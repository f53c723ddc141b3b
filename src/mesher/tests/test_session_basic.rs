use std::sync::Arc;

use crate::geom::{CylinderSurface, ParametricOracle, PlaneOracle, Point3, Tolerance, UvPoint, Vec3};
use crate::mesher::{
    BoundaryLoop, CancelToken, CollectingObserver, LoopKind, MeshError, MeshObserver, MeshSession, MeshSettings,
    MeshSnapshot, Patch, PatchStatus, SnapshotPhase,
};

fn uv(u: f64, v: f64) -> UvPoint {
    UvPoint::new(u, v)
}

fn plane_polygon(name: &str, points: &[UvPoint]) -> Patch {
    Patch::new(name, Arc::new(PlaneOracle::xy()))
        .with_loop(BoundaryLoop::polygon(LoopKind::Outer, points).unwrap())
}

fn unit_square() -> Patch {
    plane_polygon("square", &[uv(0.0, 0.0), uv(1.0, 0.0), uv(1.0, 1.0), uv(0.0, 1.0)])
}

fn hexagon() -> Patch {
    let points: Vec<UvPoint> = (0..6)
        .map(|k| {
            let a = std::f64::consts::TAU * f64::from(k) / 6.0;
            uv(a.cos(), a.sin())
        })
        .collect();
    plane_polygon("hexagon", &points)
}

fn coarse() -> MeshSettings {
    MeshSettings::default().with_max_edge_length(2.0)
}

#[test]
fn invalid_settings_are_refused() {
    let result = MeshSession::new(MeshSettings::default().with_max_edge_length(-1.0));
    assert!(matches!(result, Err(MeshError::InvalidSettings(_))));
}

#[test]
fn square_meshes_into_two_triangles() {
    let mut session = MeshSession::new(coarse()).unwrap();
    let mesh = session.mesh_patch(0, &unit_square());
    assert_eq!(mesh.status, PatchStatus::Converged);
    assert_eq!(mesh.triangles.len(), 2);
    assert!(mesh.residual_front.is_empty());
    assert_eq!(mesh.diagnostics.flip_count, 0);
    assert_eq!(mesh.diagnostics.delaunay_pass_count, 1);
    assert!(mesh.triangles.iter().all(|t| t.normal().z > 0.99));
}

#[test]
fn failing_patch_does_not_affect_siblings() {
    let orphan_hole = Patch::new("hole only", Arc::new(PlaneOracle::xy())).with_loop(
        BoundaryLoop::polygon(LoopKind::Inner, &[uv(0.0, 0.0), uv(1.0, 0.0), uv(0.0, 1.0)]).unwrap(),
    );
    let triangle = plane_polygon("triangle", &[uv(0.0, 0.0), uv(1.0, 0.0), uv(0.0, 1.0)]);
    let mut session = MeshSession::new(coarse()).unwrap();
    let shell = session.mesh_shell(&[unit_square(), orphan_hole, triangle]);

    assert_eq!(shell.patches.len(), 3);
    assert_eq!(shell.patches[0].status, PatchStatus::Converged);
    assert!(matches!(
        shell.patches[1].status,
        PatchStatus::Rejected(MeshError::MalformedBoundary(_))
    ));
    assert_eq!(shell.patches[2].status, PatchStatus::Converged);
    assert_eq!(shell.triangle_count(), 3);
    assert_eq!(shell.diagnostics.patch_count, 3);
    assert_eq!(shell.diagnostics.converged_patch_count, 2);
    assert!(shell.diagnostics.has_warnings());
    assert!(!shell.is_converged());
}

#[test]
fn trace_patch_meshes_only_one_index() {
    let settings = MeshSettings {
        trace_patch: Some(1),
        ..coarse()
    };
    let mut session = MeshSession::new(settings).unwrap();
    let shell = session.mesh_shell(&[unit_square(), hexagon(), unit_square()]);
    assert_eq!(shell.patches[0].status, PatchStatus::Skipped);
    assert_eq!(shell.patches[1].status, PatchStatus::Converged);
    assert_eq!(shell.patches[2].status, PatchStatus::Skipped);
    assert_eq!(shell.triangle_count(), 6);
    assert!(shell.is_converged());
}

#[test]
fn mirror_doubles_the_triangles() {
    let settings = MeshSettings {
        mirror_xz: true,
        ..coarse()
    };
    let mut session = MeshSession::new(settings).unwrap();
    let mesh = session.mesh_patch(0, &unit_square());
    assert_eq!(mesh.triangles.len(), 4);
    assert!(
        mesh.triangles[2..]
            .iter()
            .all(|t| t.vertices().iter().all(|v| v.position.y <= 0.0))
    );
}

#[test]
fn reversed_patch_faces_the_other_way() {
    let mut session = MeshSession::new(coarse()).unwrap();
    let mesh = session.mesh_patch(0, &unit_square().with_reversed(true));
    assert_eq!(mesh.triangles.len(), 2);
    assert!(mesh.triangles.iter().all(|t| t.normal().z < -0.99));
    assert!(
        mesh.triangles
            .iter()
            .all(|t| t.vertices().iter().all(|v| v.normal == -Vec3::Z))
    );
}

#[test]
fn observer_sees_advancing_then_delaunay_snapshots() {
    let mut observer = CollectingObserver::default();
    let mut session = MeshSession::new(coarse()).unwrap().with_observer(&mut observer);
    let shell = session.mesh_shell(&[unit_square()]);
    assert!(shell.is_converged());
    drop(session);

    assert_eq!(
        observer.frames,
        vec![
            (SnapshotPhase::Advancing, 1, 3, 1),
            (SnapshotPhase::Advancing, 2, 0, 2),
            (SnapshotPhase::Delaunay, 1, 0, 2),
        ]
    );
}

struct CancelOnFirstSnapshot(CancelToken);

impl MeshObserver for CancelOnFirstSnapshot {
    fn on_snapshot(&mut self, _snapshot: &MeshSnapshot<'_>) {
        self.0.cancel();
    }
}

#[test]
fn cancellation_skips_remaining_patches() {
    let token = CancelToken::new();
    let mut observer = CancelOnFirstSnapshot(token.clone());
    let mut session = MeshSession::new(MeshSettings::default())
        .unwrap()
        .with_cancel_token(token)
        .with_observer(&mut observer);
    let shell = session.mesh_shell(&[hexagon(), unit_square()]);

    assert!(shell.cancelled);
    assert_eq!(shell.patches[0].status, PatchStatus::Cancelled);
    assert_eq!(shell.patches[0].diagnostics.iteration_count, 1);
    assert_eq!(shell.patches[0].diagnostics.delaunay_pass_count, 0);
    assert_eq!(shell.patches[1].status, PatchStatus::Skipped);
    assert!(shell.patches[1].triangles.is_empty());
}

#[test]
fn cancelled_token_skips_every_patch() {
    let mut session = MeshSession::new(coarse()).unwrap();
    session.cancel_token().cancel();
    let shell = session.mesh_shell(&[unit_square(), hexagon()]);
    assert!(shell.cancelled);
    assert!(shell.patches.iter().all(|p| p.status == PatchStatus::Skipped));
}

#[test]
fn hexagon_exports_a_welded_fan() {
    let settings = MeshSettings::default().with_max_edge_length(f64::INFINITY);
    let mut session = MeshSession::new(settings).unwrap();
    let shell = session.mesh_shell(&[hexagon()]);
    let (mesh, welded) = shell.to_indexed_mesh(Tolerance::NODE);

    assert!(mesh.validate().is_ok());
    assert_eq!(mesh.vertex_count(), 7);
    assert_eq!(mesh.triangle_count(), 6);
    assert_eq!(welded, 18 - 7);
    assert_eq!(mesh.boundary_edge_count(), 6);
}

#[test]
fn cylinder_patch_stays_on_the_surface() {
    let cylinder = CylinderSurface::from_base_axis_xaxis(Point3::ORIGIN, Vec3::Z, Vec3::X, 1.0).unwrap();
    let patch = Patch::new("quarter", Arc::new(ParametricOracle::new(cylinder)))
        .with_loop(
            BoundaryLoop::polygon(
                LoopKind::Outer,
                &[uv(0.0, 0.0), uv(0.25, 0.0), uv(0.25, 1.0), uv(0.0, 1.0)],
            )
            .unwrap(),
        );
    let settings = MeshSettings::default().with_max_edge_length(0.4);
    let mut session = MeshSession::new(settings).unwrap();
    let mesh = session.mesh_patch(0, &patch);

    assert!(!matches!(mesh.status, PatchStatus::Rejected(_)));
    assert!(mesh.diagnostics.boundary_node_count > 0);
    assert!(!mesh.triangles.is_empty());
    for tri in &mesh.triangles {
        for v in tri.vertices() {
            let r = v.position.x.hypot(v.position.y);
            assert!((r - 1.0).abs() < 1e-3, "radius {r}");
        }
    }
}
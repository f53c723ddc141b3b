use std::f64::consts::{FRAC_PI_2, PI};
use std::fmt;
use std::str::FromStr;

use serde::{Deserialize, Serialize};

const INV_SINH_STRETCH: f64 = 5.0;
const TANH_STRETCH: f64 = 1.35;
const EXP_POWER: f64 = 1.5;

/// Point-distribution law along a boundary edge.
///
/// Maps a normalized index `τ ∈ [0, 1]` to an arc-length fraction in
/// `[0, 1]`; every law is monotonic and fixes both ends.
#[derive(Debug, Clone, Copy, PartialEq, Eq, Hash, Default, Serialize, Deserialize)]
#[serde(rename_all = "snake_case")]
pub enum Distribution {
    #[default]
    Uniform,
    /// Clustered at both ends.
    Cosine,
    /// Clustered at the start.
    Sine,
    /// Clustered at the end.
    InvSine,
    /// Clustered in the middle.
    InvSinh,
    /// Mildly clustered at both ends.
    Tanh,
    Exp,
    InvExp,
}

impl Distribution {
    pub const ALL: [Self; 8] = [
        Self::Uniform,
        Self::Cosine,
        Self::Sine,
        Self::InvSine,
        Self::InvSinh,
        Self::Tanh,
        Self::Exp,
        Self::InvExp,
    ];

    #[must_use]
    pub fn fraction(self, tau: f64) -> f64 {
        let t = tau.clamp(0.0, 1.0);
        match self {
            Self::Uniform => t,
            Self::Cosine => 0.5 * (1.0 - (PI * t).cos()),
            Self::Sine => 1.0 - (FRAC_PI_2 * t).cos(),
            Self::InvSine => (FRAC_PI_2 * t).sin(),
            Self::InvSinh => {
                0.5 * (1.0 + (INV_SINH_STRETCH * (2.0 * t - 1.0)).asinh() / INV_SINH_STRETCH.asinh())
            }
            Self::Tanh => 0.5 * (1.0 + (TANH_STRETCH * (2.0 * t - 1.0)).tanh() / TANH_STRETCH.tanh()),
            Self::Exp => t.powf(EXP_POWER),
            Self::InvExp => 1.0 - (1.0 - t).powf(EXP_POWER),
        }
    }

    #[must_use]
    pub const fn name(self) -> &'static str {
        match self {
            Self::Uniform => "uniform",
            Self::Cosine => "cosine",
            Self::Sine => "sine",
            Self::InvSine => "inv_sine",
            Self::InvSinh => "inv_sinh",
            Self::Tanh => "tanh",
            Self::Exp => "exp",
            Self::InvExp => "inv_exp",
        }
    }
}

impl fmt::Display for Distribution {
    fn fmt(&self, f: &mut fmt::Formatter<'_>) -> fmt::Result {
        f.write_str(self.name())
    }
}

impl FromStr for Distribution {
    type Err = String;

    fn from_str(s: &str) -> Result<Self, Self::Err> {
        Self::ALL
            .into_iter()
            .find(|d| d.name().eq_ignore_ascii_case(s))
            .ok_or_else(|| format!("unknown distribution '{s}'"))
    }
}

/// Segment count plus distribution for one boundary edge.
#[derive(Debug, Clone, Copy, PartialEq, Eq, Serialize, Deserialize)]
pub struct EdgeSplit {
    pub segments: usize,
    #[serde(default)]
    pub distribution: Distribution,
}

impl EdgeSplit {
    #[must_use]
    pub const fn new(segments: usize, distribution: Distribution) -> Self {
        Self {
            segments,
            distribution,
        }
    }

    #[must_use]
    pub const fn uniform(segments: usize) -> Self {
        Self::new(segments, Distribution::Uniform)
    }

    /// `segments + 1` arc-length fractions from 0 to 1; at least one segment.
    #[must_use]
    pub fn fractions(&self) -> Vec<f64> {
        let n = self.segments.max(1);
        (0..=n)
            .map(|i| self.distribution.fraction(i as f64 / n as f64))
            .collect()
    }
}

#[cfg(test)]
mod tests {
    use super::*;

    #[test]
    fn every_law_fixes_the_ends_and_is_monotonic() {
        for law in Distribution::ALL {
            assert!(law.fraction(0.0).abs() < 1e-12, "{law}");
            assert!((law.fraction(1.0) - 1.0).abs() < 1e-12, "{law}");
            let samples = EdgeSplit::new(20, law).fractions();
            assert!(samples.windows(2).all(|w| w[1] > w[0]), "{law}");
        }
    }

    #[test]
    fn closed_forms_match() {
        assert!((Distribution::Cosine.fraction(0.5) - 0.5).abs() < 1e-12);
        assert!((Distribution::Exp.fraction(0.25) - 0.125).abs() < 1e-12);
        assert!((Distribution::InvExp.fraction(0.75) - 0.875).abs() < 1e-12);
        assert!((Distribution::InvSinh.fraction(0.5) - 0.5).abs() < 1e-12);
        assert!(Distribution::Sine.fraction(0.5) < 0.5);
        assert!(Distribution::InvSine.fraction(0.5) > 0.5);
    }

    #[test]
    fn zero_segments_still_yields_one() {
        assert_eq!(EdgeSplit::uniform(0).fractions(), vec![0.0, 1.0]);
    }

    #[test]
    fn parses_names() {
        assert_eq!("TANH".parse::<Distribution>(), Ok(Distribution::Tanh));
        assert!("spline".parse::<Distribution>().is_err());
    }
}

___

Task statement — Look through the material above for the word "MeshError" and copy every line that has it.

Expected output —
    BoundaryLoop, CancelToken, CollectingObserver, LoopKind, MeshError, MeshObserver, MeshSession, MeshSettings,
    assert!(matches!(result, Err(MeshError::InvalidSettings(_))));
        PatchStatus::Rejected(MeshError::MalformedBoundary(_))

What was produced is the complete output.